Best Fund Provider – High Yield Bond
High yield bonds shrugged off concerns over rising rates, spread levels, and a market getting ahead of itself, to post a strong 2017, when the global high yield index delivered a total return of 10% following 2016’s 15%. The US continued to outperform Europe – 7.2% total return versus 6.7% on a local currency basis – and, given the benign market backdrop and strength in the energy sector, default rates fell over the course of the year, from 2016’s 5.6% to 2017’s 3.3% in the US and 2.5% to 2.3% in Europe over the same period.
With the asset class outperforming and Asian investors’ ‘chase for yield’ continuing unabated, fixed income gained traction in early 2017 among the region’s HNWIs before tightening spreads and rising interest rate risks gave way to a less positive view.

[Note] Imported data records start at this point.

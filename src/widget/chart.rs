use data::ChartColors;
use data::chart::geometry::{PILL_PADDING, PILL_RADIUS};
use data::chart::scene::{Callout, SMALL_TEXT_SIZE, Scene, Series, TEXT_SIZE, Tone};
use data::chart::{CHART_HEIGHT, ChartRenderer, HoverBinding};

use iced::widget::canvas::{self, LineCap, LineDash, LineJoin, Path, Stroke, Text};
use iced::{Color, Element, Event, Length, Point, Rectangle, Renderer, Size, Theme, mouse, window};

const LINE_WIDTH: f32 = 2.0;
const MARKER_RADIUS: f32 = 2.5;
const HOVER_MARKER_RADIUS: f32 = 4.0;
const FORECAST_ALPHA: f32 = 0.5;
const LABEL_OFFSET: f32 = 6.0;

const REFERENCE_DASH: &[f32] = &[5.0, 4.0];
const TODAY_DASH: &[f32] = &[3.0, 3.0];

#[derive(Debug, Clone, Copy)]
pub enum ChartEvent {
    Hovered {
        binding: HoverBinding,
        size: Size,
        position: Point,
    },
    Left(HoverBinding),
}

pub struct State {
    cache: canvas::Cache,
    last_cache_rev: u64,
    hovering: bool,
}

impl Default for State {
    fn default() -> Self {
        Self {
            cache: canvas::Cache::new(),
            last_cache_rev: 0,
            hovering: false,
        }
    }
}

/// Canvas program painting the temperature chart held by a [`ChartRenderer`].
pub struct TemperatureChart<'a> {
    renderer: &'a ChartRenderer,
}

impl<'a> TemperatureChart<'a> {
    pub fn new(renderer: &'a ChartRenderer) -> Self {
        Self { renderer }
    }

    pub fn view<M>(self) -> Element<'a, M>
    where
        M: From<ChartEvent> + 'a,
    {
        canvas::Canvas::new(self)
            .width(Length::Fill)
            .height(Length::Fixed(CHART_HEIGHT))
            .into()
    }
}

impl<M> canvas::Program<M> for TemperatureChart<'_>
where
    M: From<ChartEvent>,
{
    type State = State;

    fn update(
        &self,
        state: &mut Self::State,
        event: &Event,
        bounds: Rectangle,
        cursor: mouse::Cursor,
    ) -> Option<canvas::Action<M>> {
        let binding = self.renderer.binding();

        match event {
            Event::Mouse(mouse::Event::CursorMoved { .. }) => match cursor.position_in(bounds) {
                Some(position) => {
                    state.hovering = true;
                    Some(canvas::Action::publish(M::from(ChartEvent::Hovered {
                        binding,
                        size: bounds.size(),
                        position,
                    })))
                }
                None if state.hovering => {
                    state.hovering = false;
                    Some(canvas::Action::publish(M::from(ChartEvent::Left(binding))))
                }
                None => None,
            },
            Event::Mouse(mouse::Event::CursorLeft) if state.hovering => {
                state.hovering = false;
                Some(canvas::Action::publish(M::from(ChartEvent::Left(binding))))
            }
            Event::Window(window::Event::RedrawRequested(_)) => {
                let revision = self.renderer.revision();
                if state.last_cache_rev != revision {
                    state.cache.clear();
                    state.last_cache_rev = revision;
                }
                None
            }
            _ => None,
        }
    }

    fn draw(
        &self,
        state: &Self::State,
        renderer: &Renderer,
        theme: &Theme,
        bounds: Rectangle,
        _cursor: mouse::Cursor,
    ) -> Vec<canvas::Geometry<Renderer>> {
        let Some(scene) = self.renderer.scene(bounds.size()) else {
            return vec![];
        };

        let colors = ChartColors::from_theme(theme);

        let chart = state.cache.draw(renderer, bounds.size(), |frame| {
            fill_static(frame, &scene, &colors);
            fill_series(frame, &scene, &colors);
            fill_hover(frame, &scene, &colors);
        });

        vec![chart]
    }

    fn mouse_interaction(
        &self,
        _state: &Self::State,
        bounds: Rectangle,
        cursor: mouse::Cursor,
    ) -> mouse::Interaction {
        let over_plot = cursor.position_in(bounds).is_some_and(|p| {
            self.renderer
                .scene(bounds.size())
                .is_some_and(|scene| scene.geometry.index_at(p.x).is_some())
        });

        if over_plot && !self.renderer.is_animating() {
            mouse::Interaction::Crosshair
        } else {
            mouse::Interaction::default()
        }
    }
}

fn tone_color(colors: &ChartColors, tone: Tone) -> Color {
    match tone {
        Tone::Warmer => colors.warmer,
        Tone::Cooler => colors.cooler,
        Tone::Same => colors.same,
    }
}

fn series_color(colors: &ChartColors, series: Series) -> Color {
    match series {
        Series::ThisPeriod => colors.this_period,
        Series::Reference => colors.reference_period,
    }
}

fn vertical_line(x: f32, top: f32, bottom: f32) -> Path {
    Path::line(Point::new(x, top), Point::new(x, bottom))
}

fn fill_static(frame: &mut canvas::Frame, scene: &Scene, colors: &ChartColors) {
    let geometry = &scene.geometry;
    let padding = geometry.padding();

    for line in &scene.grid {
        frame.stroke(
            &Path::line(
                Point::new(padding.left, line.y),
                Point::new(geometry.plot_right(), line.y),
            ),
            Stroke::default().with_color(colors.grid).with_width(0.5),
        );
        frame.fill_text(Text {
            content: line.label.clone(),
            position: Point::new(padding.left - 5.0, line.y),
            color: colors.label,
            size: TEXT_SIZE.into(),
            align_x: iced::Alignment::End.into(),
            align_y: iced::Alignment::Center.into(),
            ..Default::default()
        });
    }

    for tick in &scene.date_ticks {
        frame.fill_text(Text {
            content: tick.label.clone(),
            position: Point::new(tick.x, geometry.plot_bottom() + LABEL_OFFSET),
            color: colors.label,
            size: TEXT_SIZE.into(),
            align_x: iced::Alignment::Center.into(),
            align_y: iced::Alignment::Start.into(),
            ..Default::default()
        });
    }

    if let Some(today) = scene.today {
        let color = tone_color(colors, today.tone);

        frame.stroke(
            &vertical_line(today.x, padding.top, geometry.plot_bottom()),
            Stroke {
                line_dash: LineDash {
                    segments: TODAY_DASH,
                    offset: 0,
                },
                ..Stroke::default().with_color(color).with_width(0.5)
            },
        );
        frame.fill_text(Text {
            content: "Today".to_string(),
            position: Point::new(today.x, padding.top - 4.0),
            color,
            size: SMALL_TEXT_SIZE.into(),
            align_x: iced::Alignment::Center.into(),
            align_y: iced::Alignment::End.into(),
            ..Default::default()
        });
    }
}

fn fill_polyline(
    frame: &mut canvas::Frame,
    vertices: &[Point],
    markers: &[(usize, Point)],
    color: Color,
    dash: &'static [f32],
) {
    if let Some((first, rest)) = vertices.split_first()
        && !rest.is_empty()
    {
        let path = Path::new(|builder| {
            builder.move_to(*first);
            for vertex in rest {
                builder.line_to(*vertex);
            }
        });

        frame.stroke(
            &path,
            Stroke {
                line_dash: LineDash {
                    segments: dash,
                    offset: 0,
                },
                ..Stroke::default()
                    .with_color(color)
                    .with_width(LINE_WIDTH)
                    .with_line_cap(LineCap::Round)
                    .with_line_join(LineJoin::Round)
            },
        );
    }

    for (_, point) in markers {
        frame.fill(&Path::circle(*point, MARKER_RADIUS), color);
    }
}

fn fill_series(frame: &mut canvas::Frame, scene: &Scene, colors: &ChartColors) {
    fill_polyline(
        frame,
        &scene.reference.vertices,
        &scene.reference.markers,
        colors.reference_period,
        REFERENCE_DASH,
    );
    fill_polyline(
        frame,
        &scene.this_period.vertices,
        &scene.this_period.markers,
        colors.this_period,
        &[],
    );

    let faded = colors.this_period.scale_alpha(FORECAST_ALPHA);
    for point in &scene.forecast {
        frame.fill(&Path::circle(*point, MARKER_RADIUS), faded);
    }
}

fn fill_hover(frame: &mut canvas::Frame, scene: &Scene, colors: &ChartColors) {
    let Some(hover) = &scene.hover else {
        return;
    };
    let geometry = &scene.geometry;

    frame.stroke(
        &vertical_line(hover.x, geometry.padding().top, geometry.plot_bottom()),
        Stroke::default().with_color(colors.fill).with_width(1.0),
    );

    frame.fill_text(Text {
        content: hover.date_label.clone(),
        position: Point::new(hover.x, geometry.plot_bottom() + LABEL_OFFSET),
        color: colors.text,
        size: TEXT_SIZE.into(),
        font: iced::Font {
            weight: iced::font::Weight::Semibold,
            ..Default::default()
        },
        align_x: iced::Alignment::Center.into(),
        align_y: iced::Alignment::Start.into(),
        ..Default::default()
    });

    for callout in &hover.callouts {
        fill_callout(frame, callout, colors);
    }
}

fn fill_callout(frame: &mut canvas::Frame, callout: &Callout, colors: &ChartColors) {
    let color = series_color(colors, callout.series);

    frame.fill(&Path::circle(callout.point, HOVER_MARKER_RADIUS), color);

    let pill = callout.pill;
    frame.fill(
        &Path::rounded_rectangle(
            Point::new(pill.x, pill.y),
            pill.size(),
            PILL_RADIUS.into(),
        ),
        color,
    );

    frame.fill_text(Text {
        content: callout.label.clone(),
        position: Point::new(pill.x + PILL_PADDING, callout.point.y),
        color: colors.pill_text(color),
        size: TEXT_SIZE.into(),
        font: iced::Font {
            weight: iced::font::Weight::Semibold,
            ..Default::default()
        },
        align_x: iced::Alignment::Start.into(),
        align_y: iced::Alignment::Center.into(),
        ..Default::default()
    });
}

In the high yield bond space, Fidelity International, boasting 29 credit research analysts with an average industry experience of 13 years and staff distributed across Hong Kong, Mainland China and London, was the standout solutions provider in 2017, leveraging its formidable expert experience to offer European and US high yield strategies, since 2000 and 2001, respectively.
In Asia, the firm’s high yield strategy was among the first of its type in the market and has consistently delivered outperformance. Even more impressively, Fidelity International was the first foreign asset manager to receive a green light to launch funds to wealthy Chinese investors under a Wholly Foreign-Owned Enterprise (WFOE) private fund manager qualification. Going forward, the firm aims to on-board its high yield strategy covering China market for select clients.

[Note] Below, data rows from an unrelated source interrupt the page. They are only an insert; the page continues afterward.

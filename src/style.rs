use data::chart::Tone;
use iced::{
    Border, Color, Theme,
    theme::palette::Pair,
    widget::{container, text},
};

pub const CARD_RADIUS: f32 = 6.0;

pub fn card(theme: &Theme) -> container::Style {
    let palette = theme.extended_palette();

    container::Style {
        background: Some(palette.background.weak.color.into()),
        text_color: Some(palette.background.weak.text),
        border: Border {
            width: 1.0,
            color: palette.background.strong.color.scale_alpha(0.4),
            radius: CARD_RADIUS.into(),
        },
        ..Default::default()
    }
}

pub fn sidebar(theme: &Theme) -> container::Style {
    let palette = theme.extended_palette();

    container::Style {
        background: Some(palette.background.weakest.color.into()),
        border: Border {
            radius: CARD_RADIUS.into(),
            ..Default::default()
        },
        ..Default::default()
    }
}

fn tone_pair(theme: &Theme, tone: Tone) -> Pair {
    let palette = theme.extended_palette();
    match tone {
        Tone::Warmer => palette.danger.weak,
        Tone::Cooler => palette.primary.weak,
        Tone::Same => palette.secondary.weak,
    }
}

/// Small rounded label coloured by how today compares with last year.
pub fn badge(theme: &Theme, tone: Tone) -> container::Style {
    let pair = tone_pair(theme, tone);

    container::Style {
        background: Some(pair.color.into()),
        text_color: Some(pair.text),
        border: Border {
            width: 1.0,
            color: pair.color,
            radius: 9.0.into(),
        },
        ..Default::default()
    }
}

pub fn error_banner(theme: &Theme) -> container::Style {
    let pair = theme.extended_palette().danger.weak;

    container::Style {
        background: Some(pair.color.into()),
        text_color: Some(pair.text),
        border: Border {
            width: 1.0,
            color: pair.color,
            radius: 2.0.into(),
        },
        ..Default::default()
    }
}

pub fn muted_text(theme: &Theme) -> text::Style {
    text::Style {
        color: Some(theme.extended_palette().background.base.text.scale_alpha(0.6)),
    }
}

pub fn tone_text(theme: &Theme, tone: Tone) -> text::Style {
    let palette = theme.extended_palette();
    let color: Color = match tone {
        Tone::Warmer => palette.danger.base.color,
        Tone::Cooler => palette.primary.base.color,
        Tone::Same => palette.secondary.strong.color,
    };
    text::Style { color: Some(color) }
}

pub mod button {
    use iced::{
        Border, Theme,
        widget::button::{Status, Style},
    };

    pub fn transparent(theme: &Theme, status: Status, is_active: bool) -> Style {
        let palette = theme.extended_palette();

        let background = match (status, is_active) {
            (_, true) => Some(palette.background.weak.color.into()),
            (Status::Hovered, false) => Some(palette.background.weak.color.scale_alpha(0.6).into()),
            (Status::Pressed, false) => Some(palette.background.strong.color.into()),
            _ => None,
        };

        let text_color = match status {
            Status::Disabled => palette.background.base.text.scale_alpha(0.3),
            _ => palette.background.base.text,
        };

        Style {
            background,
            text_color,
            border: Border {
                radius: 4.0.into(),
                width: if is_active { 1.0 } else { 0.0 },
                color: palette.background.strong.color,
            },
            ..Default::default()
        }
    }

    pub fn danger(theme: &Theme, status: Status) -> Style {
        let palette = theme.extended_palette();

        let pair = match status {
            Status::Hovered | Status::Pressed => palette.danger.base,
            _ => palette.danger.weak,
        };

        Style {
            background: Some(pair.color.scale_alpha(0.8).into()),
            text_color: pair.text,
            border: Border {
                radius: 4.0.into(),
                ..Default::default()
            },
            ..Default::default()
        }
    }
}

Private banking gatekeepers, pointing to the firm’s quality of solutions and servicing, chose Fidelity International as this year’s Best Fund Provider – High Yield Bond.

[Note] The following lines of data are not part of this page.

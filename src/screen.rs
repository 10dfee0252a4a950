pub mod dashboard;
pub mod sidebar;
pub mod animation;
pub mod geometry;
pub mod navigation;
pub mod renderer;
pub mod scene;

pub use animation::{Animation, Progress};
pub use geometry::{CHART_HEIGHT, Geometry, Padding};
pub use navigation::{Direction, FullLoadRequest, Navigator, SliceRequest};
pub use renderer::{ChartRenderer, HoverBinding};
pub use scene::{Scene, Tone};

“Fidelity has more than 30 years’ in fixed income and this award is a recognition of our Asian fixed income capabilities. We have the longest running high yield presence in Asia with 11 credit analysts, 3 portfolio managers and 4 traders in Hong Kong and Shanghai. Our focus on idiosyncratic risks allow us to capture attractive investment opportunities as the Asian and Chinese economy continue to grow.”